L'Union européenne veut couper les griffes des spéculateurs
En juin 2010, le Conseil européen avait demandé à la Commission européenne de présenter des propositions de législation communautaire pour lutter contre les pratiques qui ont largement contribué à la crise financière: les ventes à découvert notamment de contrats d'échange sur défaut (CDS) qui sont les vecteurs d'une spéculation effrénée sur la dette des états (voir: La réglementation du secteur financier dans l'article La protection de l'Union Economique et Monétaire à l'ordre du jour du Conseil européen). En septembre la Commission présentait ses propositions (Nouvelles règles pour les produits dérivés et les ventes à découvert).
Elles sont actuellement dans la dernière ligne droite puisqu'un communiqué du 19/10/2011 nous apprend que le Parlement européen et le Conseil ont conclu un accord qui permet l'adoption du règlement dans les semaines à venir. Les nouvelles règles renforceront la transparence et les pouvoirs de l'autorité européenne de surveillance financière, et interdiront pratiquement les échanges CDS, ce qui rendra plus diffcile la spéculation sur le défaut de paiement d'un pays.
Plus précisément, les ventes à nu de CDS (acheter les contrats d'assurance contre les défauts de paiement sans posséder les obligations qui s'y rapportent) seront interdites. Comme l'explique l'eurodéputé écologiste Pascal Canfin : "Il ne sera plus possible pour un hedge fund d'acheter des CDS grecs ou italiens sans détenir des obligations de ces États et donc ainsi spéculer sur la faillite du pays". Seule exception : une autorité nationale pourra lever temporairement l'interdiction si le marché de la dette souveraine ne fonctionne plus correctement, mais cette possibilité restera très restreinte. De plus, l'Autorité européenne des marchés financiers (AEMF) pourra publier un avis sur son site Internet afin de suspendre l'interdiction, avis sans caractère contraignant (mais dont on mesure qu'il aurait un poids politique).
Si l'AEMF n'a pas de pouvoir de décision en matière de dette souveraine, elle aura en revanche un rôle accru en matière de ventes à découvert: coordination de l'action des autorités de régulation nationales, contrôle que les mesures prise par celles-ci sont "nécessaires et proportionnées", et enfin, pouvoirs d'intervention, pour restreindre la vente à découvert et d'autres activités du même ordre dans des situations exceptionnelles, décision qui s'imposent aux régulateurs nationaux.

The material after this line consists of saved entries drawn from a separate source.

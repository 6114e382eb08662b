//! Shared-build delegation: forwards whole edge commands to a peer proxy
//! instead of describing them as REAPI actions.
//!
//! A pool of proxy clients is filled at startup; `SendCommand` picks one
//! round-robin and runs the RPC asynchronously. The event loop sweeps the
//! task set for completions like any other process set.

use std::collections::{HashSet, VecDeque};
use std::sync::atomic::{AtomicUsize, Ordering};

use tokio::sync::mpsc;
use tracing::{error, info};

use nimbus_reapi::channel_from_addr;
use nimbus_reapi::proto::proxy::{
    ClearBuildEnvRequest, ForwardAndExecuteRequest, InitializeBuildEnvRequest, Project,
    ProxyCode, ShareBuildProxyClient,
};

use crate::config::RbeConfig;
use crate::Error;

fn project_of(config: &RbeConfig) -> Project {
    Project {
        ninja_host: config.self_ipv4_addr.clone(),
        ninja_dir: config.cwd.clone(),
        root_dir: config.project_root.clone(),
    }
}

/// Ask the proxy to provision `worker_num` workers running the declared
/// container image for this project.
pub async fn initialize_build_env(config: &RbeConfig) -> Result<bool, Error> {
    let container_image = config
        .rbe_properties
        .get("container-image")
        .cloned()
        .unwrap_or_default();
    let mut client = ShareBuildProxyClient::new(channel_from_addr(&config.shareproxy_addr)?);
    let response = client
        .initialize_build_env(InitializeBuildEnvRequest {
            project: Some(project_of(config)),
            container_image,
            worker_num: config.worker_num,
        })
        .await?
        .into_inner();
    Ok(response
        .status
        .map(|s| s.code == ProxyCode::Ok as i32)
        .unwrap_or(false))
}

/// Tear the build environment down again.
pub async fn clear_build_env(config: &RbeConfig) -> Result<bool, Error> {
    let mut client = ShareBuildProxyClient::new(channel_from_addr(&config.shareproxy_addr)?);
    let response = client
        .clear_build_env(ClearBuildEnvRequest {
            project: Some(project_of(config)),
        })
        .await?
        .into_inner();
    Ok(response
        .status
        .map(|s| s.code == ProxyCode::Ok as i32)
        .unwrap_or(false))
}

/// A completed shared-build delegation.
pub struct ShareTask {
    pub id: u64,
    pub cmd_id: String,
    pub exit_code: i32,
    pub output: String,
}

impl ShareTask {
    pub fn success(&self) -> bool {
        self.exit_code == 0
    }
}

/// Round-robin pool of proxy clients.
pub struct RemoteCommandDispatcher {
    clients: Vec<ShareBuildProxyClient>,
    next_client: AtomicUsize,
}

impl RemoteCommandDispatcher {
    pub fn new(proxy_addr: &str, pool_size: usize) -> Result<Self, Error> {
        let mut clients = Vec::with_capacity(pool_size);
        for _ in 0..pool_size.max(1) {
            clients.push(ShareBuildProxyClient::new(channel_from_addr(proxy_addr)?));
        }
        Ok(Self {
            clients,
            next_client: AtomicUsize::new(0),
        })
    }

    /// Forward one command; the result lands on `tx` when the proxy
    /// answers. An RPC failure or a non-OK proxy status maps to exit code
    /// -1 with a diagnostic.
    pub fn send_command(
        &self,
        id: u64,
        cmd_id: String,
        command: String,
        config: &RbeConfig,
        tx: mpsc::UnboundedSender<ShareTask>,
    ) {
        let index = self.next_client.fetch_add(1, Ordering::SeqCst) % self.clients.len();
        let mut client = self.clients[index].clone();
        let request = ForwardAndExecuteRequest {
            project: Some(project_of(config)),
            cmd_id: cmd_id.clone(),
            cmd_content: command,
        };
        tokio::spawn(async move {
            let task = match client.forward_and_execute(request).await {
                Ok(response) => {
                    let response = response.into_inner();
                    let proxy_ok = response
                        .status
                        .as_ref()
                        .map(|s| s.code == ProxyCode::Ok as i32)
                        .unwrap_or(false);
                    if proxy_ok {
                        ShareTask {
                            id,
                            cmd_id,
                            exit_code: 0,
                            output: format!(
                                "stdout: {}, stderr: {}",
                                response.std_out, response.std_err
                            ),
                        }
                    } else {
                        let message = response
                            .status
                            .map(|s| s.message)
                            .unwrap_or_else(|| "no status".to_string());
                        error!(cmd_id = %cmd_id, "proxy reported failure: {}", message);
                        ShareTask {
                            id,
                            cmd_id,
                            exit_code: -1,
                            output: "RPC failed or execution error".to_string(),
                        }
                    }
                }
                Err(status) => {
                    error!(cmd_id = %cmd_id, "ForwardAndExecute rpc failed: {}", status);
                    ShareTask {
                        id,
                        cmd_id,
                        exit_code: -1,
                        output: "RPC failed or execution error".to_string(),
                    }
                }
            };
            let _ = tx.send(task);
        });
    }
}

/// In-flight shared-build delegations, swept by the event loop.
pub struct ShareTaskSet {
    config: RbeConfig,
    dispatcher: RemoteCommandDispatcher,
    next_id: u64,
    task_seq: u64,
    running: HashSet<u64>,
    finished: VecDeque<ShareTask>,
    completions_tx: mpsc::UnboundedSender<ShareTask>,
    completions_rx: mpsc::UnboundedReceiver<ShareTask>,
}

impl ShareTaskSet {
    pub fn new(config: RbeConfig) -> Result<Self, Error> {
        let pool_size = std::thread::available_parallelism()
            .map(|n| n.get() + 2)
            .unwrap_or(4);
        let dispatcher = RemoteCommandDispatcher::new(&config.shareproxy_addr, pool_size)?;
        let (completions_tx, completions_rx) = mpsc::unbounded_channel();
        Ok(Self {
            config,
            dispatcher,
            next_id: 0,
            task_seq: 0,
            running: HashSet::new(),
            finished: VecDeque::new(),
            completions_tx,
            completions_rx,
        })
    }

    /// Delegate one command; command ids are `<self-ip>_<seq>`.
    pub fn add(&mut self, command: &str) -> u64 {
        let id = self.next_id;
        self.next_id += 1;
        self.task_seq += 1;
        let cmd_id = format!("{}_{}", self.config.self_ipv4_addr, self.task_seq);
        info!(cmd_id = %cmd_id, "delegating command to shared-build proxy");
        self.dispatcher.send_command(
            id,
            cmd_id,
            command.to_string(),
            &self.config,
            self.completions_tx.clone(),
        );
        self.running.insert(id);
        id
    }

    pub fn running_count(&self) -> usize {
        self.running.len()
    }

    pub async fn recv_completion(&mut self) -> Option<ShareTask> {
        self.completions_rx.recv().await
    }

    pub fn on_completion(&mut self, task: ShareTask) {
        self.running.remove(&task.id);
        self.finished.push_back(task);
    }

    pub fn next_finished(&mut self) -> Option<ShareTask> {
        self.finished.pop_front()
    }

    pub fn clear(&mut self) {
        self.running.clear();
    }
}

/// Event-loop turn for a shared build: local completions, proxy
/// completions, or a signal.
pub async fn do_share_work(
    locals: &mut crate::subprocess::SubprocessSet,
    shares: &mut ShareTaskSet,
    interrupts: &mut crate::process::Interrupts,
) -> crate::process::WorkStatus {
    use crate::process::WorkStatus;
    tokio::select! {
        Some(finished) = locals.recv_completion() => {
            locals.on_completion(finished);
            WorkStatus::Completed
        }
        Some(task) = shares.recv_completion() => {
            shares.on_completion(task);
            WorkStatus::Completed
        }
        signal = interrupts.recv() => {
            locals.kill_running(signal);
            WorkStatus::Interrupted(signal)
        }
    }
}

#[cfg(test)]
mod tests {
    use super::*;

    fn config() -> RbeConfig {
        RbeConfig {
            shareproxy_addr: "127.0.0.1:9".to_string(),
            self_ipv4_addr: "10.0.0.5".to_string(),
            ..Default::default()
        }
    }

    #[tokio::test]
    async fn command_ids_are_host_qualified_and_sequential() {
        let mut set = ShareTaskSet::new(config()).unwrap();
        set.add("g++ -c a.cc");
        set.add("g++ -c b.cc");
        assert_eq!(set.running_count(), 2);
        // The ids were handed to the dispatcher; completions will carry
        // them back. Sequence numbers start at 1.
        assert_eq!(set.task_seq, 2);
    }

    #[tokio::test]
    async fn rpc_failure_maps_to_error_exit() {
        // Port 9 (discard) has no gRPC server; the dispatch must complete
        // with the error exit code instead of hanging.
        let mut set = ShareTaskSet::new(config()).unwrap();
        set.add("true");
        let task = set.recv_completion().await.unwrap();
        assert_eq!(task.exit_code, -1);
        assert_eq!(task.output, "RPC failed or execution error");
        set.on_completion(task);
        assert!(set.next_finished().unwrap().exit_code != 0);
    }
}
//! Assembles the REAPI Action for a spawn: the Merkle input root, the
//! Command proto, and the blob set that has to reach the CAS before
//! execution.

use std::collections::{BTreeMap, BTreeSet, HashMap};
use std::path::{Path, PathBuf};

use bytes::Bytes;
use prost::Message;
use tracing::{error, instrument};

use nimbus_castore::merkle::{FileEntry, NestedDirectory};
use nimbus_castore::path::{
    has_path_prefix, last_n_segments, normalize_path, parent_directory_level,
};
use nimbus_castore::DigestFunction;
use nimbus_reapi::proto::{
    platform, Action, ActionResult, Command, Digest, OutputSymlink, Platform,
};

use crate::config::RbeConfig;
use crate::spawn::RemoteSpawn;
use crate::Error;

/// The REAPI revision spoken to the server. From 2.1 on outputs are
/// declared via `output_paths`; from 2.2 on the platform is duplicated onto
/// the Action.
pub const REAPI_VERSION: f32 = 2.2;

/// An action ready for upload: the Action itself, its digest, and the blob
/// maps the CAS may be missing.
pub struct ActionBundle {
    pub action: Action,
    pub action_digest: Digest,
    pub input_root_digest: Digest,
    /// Serialized protos (directories, Command, Action) keyed by digest.
    pub blobs: HashMap<Digest, Bytes>,
    /// Input files on disk keyed by digest.
    pub file_inputs: HashMap<Digest, String>,
    /// The declared output paths.
    pub products: BTreeSet<String>,
    pub working_directory: String,
}

/// The working directory is the common-ancestor-relative tail of the build
/// cwd: deep enough that no input or output needs to escape it with more
/// `..` segments than it has.
fn common_ancestor_path(
    deps: &BTreeSet<String>,
    products: &BTreeSet<String>,
    work_dir: &str,
) -> Result<String, Error> {
    let mut parents_needed = 0;
    for dep in deps {
        parents_needed = parents_needed.max(parent_directory_level(dep));
    }
    for product in products {
        parents_needed = parents_needed.max(parent_directory_level(product));
    }
    last_n_segments(work_dir, parents_needed).ok_or_else(|| {
        Error::InvalidAction(format!(
            "not enough segments in '{}' for {} parent levels",
            work_dir, parents_needed
        ))
    })
}

/// Where an input path lives on disk: relative inputs resolve against the
/// build cwd.
fn disk_path(path: &str, config: &RbeConfig) -> PathBuf {
    if path.starts_with('/') {
        PathBuf::from(path)
    } else {
        Path::new(&config.cwd).join(path)
    }
}

/// Hash every input into the Merkle tree. Paths are placed at their
/// (work-dir-joined, normalized) location; anything outside the project
/// root is silently excluded from the input root.
async fn build_merkle_tree(
    deps: &BTreeSet<String>,
    cmd_work_dir: &str,
    config: &RbeConfig,
    digest_function: DigestFunction,
    nested_dir: &mut NestedDirectory,
    file_inputs: &mut HashMap<Digest, String>,
) -> Result<(), Error> {
    for dep in deps {
        let mut merkle_path = dep.clone();
        if !merkle_path.starts_with('/') && !cmd_work_dir.is_empty() {
            merkle_path = format!("{}/{}", cmd_work_dir, dep);
        }
        merkle_path = normalize_path(&merkle_path);
        if merkle_path.starts_with('/') && !has_path_prefix(&merkle_path, &config.project_root) {
            continue;
        }
        let file =
            FileEntry::from_path(&disk_path(dep, config), digest_function, false).await?;
        file_inputs.insert(file.digest.clone(), dep.clone());
        nested_dir.add(file, &merkle_path);
    }
    Ok(())
}

fn platform_from_properties(properties: &BTreeMap<String, String>) -> Platform {
    Platform {
        properties: properties
            .iter()
            .map(|(name, value)| platform::Property {
                name: name.clone(),
                value: value.clone(),
            })
            .collect(),
    }
}

fn command_proto(
    arguments: &[String],
    outputs: &BTreeSet<String>,
    working_directory: &str,
    properties: &BTreeMap<String, String>,
) -> Command {
    let mut command = Command {
        arguments: arguments.to_vec(),
        working_directory: working_directory.to_string(),
        platform: Some(platform_from_properties(properties)),
        ..Default::default()
    };
    // REAPI 2.1 deprecated per-kind output lists in favor of output_paths.
    if REAPI_VERSION >= 2.1 {
        command.output_paths = outputs.iter().cloned().collect();
    } else {
        command.output_files = outputs.iter().cloned().collect();
    }
    command
}

/// Build the Action (and everything it references) for `spawn`.
#[instrument(skip_all, fields(rule = %spawn.rule))]
pub async fn build_action(
    spawn: &RemoteSpawn,
    config: &RbeConfig,
    digest_function: DigestFunction,
) -> Result<ActionBundle, Error> {
    let deps: BTreeSet<String> = spawn.inputs.iter().cloned().collect();
    let products: BTreeSet<String> = spawn.outputs.iter().cloned().collect();

    let mut cmd_work_dir = common_ancestor_path(&deps, &products, &config.cwd)?;

    let mut nested_dir = NestedDirectory::default();
    let mut blobs = HashMap::new();
    let mut file_inputs = HashMap::new();
    build_merkle_tree(
        &deps,
        &cmd_work_dir,
        config,
        digest_function,
        &mut nested_dir,
        &mut file_inputs,
    )
    .await?;
    if !cmd_work_dir.is_empty() {
        cmd_work_dir = normalize_path(&cmd_work_dir);
        nested_dir.add_directory(&cmd_work_dir);
    }
    let input_root_digest = nested_dir.to_digest(digest_function, &mut blobs);

    let command = command_proto(
        &spawn.arguments,
        &products,
        &cmd_work_dir,
        &config.rbe_properties,
    );
    let command_blob: Bytes = command.encode_to_vec().into();
    let command_digest = digest_function.digest_of(&command_blob);
    blobs.insert(command_digest.clone(), command_blob);

    let action = Action {
        command_digest: Some(command_digest),
        input_root_digest: Some(input_root_digest.clone()),
        timeout: None,
        do_not_cache: false,
        // From 2.2 on servers may read the platform straight off the
        // Action, without dereferencing the Command.
        platform: if REAPI_VERSION >= 2.2 {
            command.platform.clone()
        } else {
            None
        },
    };
    let action_blob: Bytes = action.encode_to_vec().into();
    let action_digest = digest_function.digest_of(&action_blob);
    blobs.insert(action_digest.clone(), action_blob);

    Ok(ActionBundle {
        action,
        action_digest,
        input_root_digest,
        blobs,
        file_inputs,
        products,
        working_directory: cmd_work_dir,
    })
}

/// After a local cache-miss execution, assemble the ActionResult to publish:
/// produced files (dependency files elided), symlinks resolved, exit code 0.
#[instrument(skip_all, fields(rule = %spawn.rule))]
pub async fn build_action_result(
    spawn: &RemoteSpawn,
    config: &RbeConfig,
    digest_function: DigestFunction,
) -> Result<(ActionResult, HashMap<Digest, Bytes>, HashMap<Digest, String>), Error> {
    let deps: BTreeSet<String> = spawn.inputs.iter().cloned().collect();
    let products: BTreeSet<String> = spawn.outputs.iter().cloned().collect();
    let cmd_work_dir = common_ancestor_path(&deps, &products, &config.cwd)?;

    let mut result = ActionResult::default();
    let mut blobs = HashMap::new();
    let mut output_files = HashMap::new();
    for product in &products {
        // Dependency files are not part of the published result.
        if product.contains(".o.d") {
            continue;
        }
        if product.starts_with('/') && !has_path_prefix(product, &config.project_root) {
            continue;
        }
        let on_disk = disk_path(product, config);
        let metadata = tokio::fs::symlink_metadata(&on_disk).await?;
        if metadata.file_type().is_symlink() {
            let target = match tokio::fs::read_link(&on_disk).await {
                Ok(target) => target.to_string_lossy().into_owned(),
                Err(e) => {
                    error!("error reading symlink {}: {}", product, e);
                    String::new()
                }
            };
            result.output_symlinks.push(OutputSymlink {
                path: product.clone(),
                target,
                node_properties: None,
            });
        } else {
            let file = FileEntry::from_path(&on_disk, digest_function, false).await?;
            output_files.insert(file.digest.clone(), product.clone());
            result.output_files.push(file.to_output_file(product));
        }
    }

    let command = command_proto(
        &spawn.arguments,
        &products,
        &cmd_work_dir,
        &config.rbe_properties,
    );
    let command_blob: Bytes = command.encode_to_vec().into();
    let command_digest = digest_function.digest_of(&command_blob);
    blobs.insert(command_digest, command_blob);

    result.exit_code = 0;
    Ok((result, blobs, output_files))
}

#[cfg(test)]
mod tests {
    use super::*;
    use rstest::rstest;

    fn set(items: &[&str]) -> BTreeSet<String> {
        items.iter().map(|s| s.to_string()).collect()
    }

    #[rstest]
    #[case(&["a.c"], &["a.o"], "/p/build", "")]
    #[case(&["../src/a.c"], &["a.o"], "/p/build", "build")]
    #[case(&["../../src/a.c"], &["a.o"], "/p/sub/build", "sub/build")]
    #[case(&["a.c"], &["../out/a.o"], "/p/build", "build")]
    fn ancestor_matches_deepest_escape(
        #[case] deps: &[&str],
        #[case] products: &[&str],
        #[case] cwd: &str,
        #[case] expected: &str,
    ) {
        assert_eq!(
            common_ancestor_path(&set(deps), &set(products), cwd).unwrap(),
            expected
        );
    }

    #[test]
    fn ancestor_fails_when_cwd_is_too_shallow() {
        assert!(common_ancestor_path(&set(&["../../../x.c"]), &set(&[]), "/p").is_err());
    }

    #[test]
    fn command_proto_uses_output_paths_and_workdir() {
        let mut properties = BTreeMap::new();
        properties.insert("container-image".to_string(), "docker://img".to_string());
        let command = command_proto(
            &["gcc".to_string(), "-c".to_string(), "a.c".to_string()],
            &set(&["a.o"]),
            "build",
            &properties,
        );
        assert_eq!(command.output_paths, vec!["a.o"]);
        assert!(command.output_files.is_empty());
        assert_eq!(command.working_directory, "build");
        let platform = command.platform.unwrap();
        assert_eq!(platform.properties[0].name, "container-image");
    }

    #[tokio::test]
    async fn empty_input_tree_is_accepted() {
        let dir = tempfile::tempdir().unwrap();
        let config = RbeConfig {
            project_root: dir.path().to_string_lossy().into_owned(),
            cwd: dir.path().to_string_lossy().into_owned(),
            ..Default::default()
        };
        let spawn = RemoteSpawn {
            command: "true".to_string(),
            origin_command: "true".to_string(),
            rule: "phony".to_string(),
            arguments: vec!["true".to_string()],
            inputs: vec![],
            outputs: vec![],
            can_remote: true,
        };
        let bundle = build_action(&spawn, &config, DigestFunction::Sha256)
            .await
            .unwrap();
        // The input root is the digest of an empty Directory message.
        assert_eq!(
            bundle.input_root_digest,
            DigestFunction::Sha256.digest_of(b"")
        );
        assert!(bundle.file_inputs.is_empty());
    }

    #[tokio::test]
    async fn inputs_outside_project_root_are_excluded() {
        let dir = tempfile::tempdir().unwrap();
        let root = dir.path().join("p");
        tokio::fs::create_dir_all(root.join("build")).await.unwrap();
        tokio::fs::write(root.join("build/a.c"), b"int main;").await.unwrap();

        let config = RbeConfig {
            project_root: root.to_string_lossy().into_owned(),
            cwd: root.join("build").to_string_lossy().into_owned(),
            ..Default::default()
        };
        let spawn = RemoteSpawn {
            command: "gcc -c a.c -o a.o".to_string(),
            origin_command: "gcc -c a.c -o a.o".to_string(),
            rule: "cc".to_string(),
            arguments: parser_args("gcc -c a.c -o a.o"),
            // The absolute path escapes the project root and is dropped
            // from the tree; the relative one is hashed.
            inputs: vec!["/etc/hostname".to_string(), "a.c".to_string()],
            outputs: vec!["a.o".to_string()],
            can_remote: true,
        };
        let bundle = build_action(&spawn, &config, DigestFunction::Sha256)
            .await
            .unwrap();
        assert_eq!(bundle.file_inputs.len(), 1);
        assert_eq!(
            bundle.file_inputs.values().next().unwrap(),
            "a.c"
        );
        assert_eq!(bundle.working_directory, "");
        // Directories, command and action are all in the upload set.
        assert!(bundle.blobs.len() >= 3);
        assert!(bundle.blobs.contains_key(&bundle.action_digest));
    }

    fn parser_args(command: &str) -> Vec<String> {
        crate::parser::split_command(command)
    }
}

Enfin, le règlement impose aux opérateurs des obligations nouvelles en matrière de déclaration et d'information supplémentaire afin que les autorités de surveillances nationales et européennes puissent intervenir de façon préventive sur les risques potentiels.
Le Parlement s'insurge cependant que sa demande que les ventes à découvert à nu ne soient plus possibles pendant plus d'une journée ait "été vidée d'une bonne partie de sa substance". Les députés souhaitaient qu'un investisseur/trader notifie non seulement son intention d'emprunter de tels titres mais justifie de sa capacité à les emprunter. La disposition acceptée par le Conseil assouplit cette obligation puisqu'elle impose seulement au trader d'avoir des "motifs raisonnables" de penser qu'il est capable d'emprunter les titres. Mais est-il bien "raisonnable" de faire appel au raisonnement d'un spéculateur?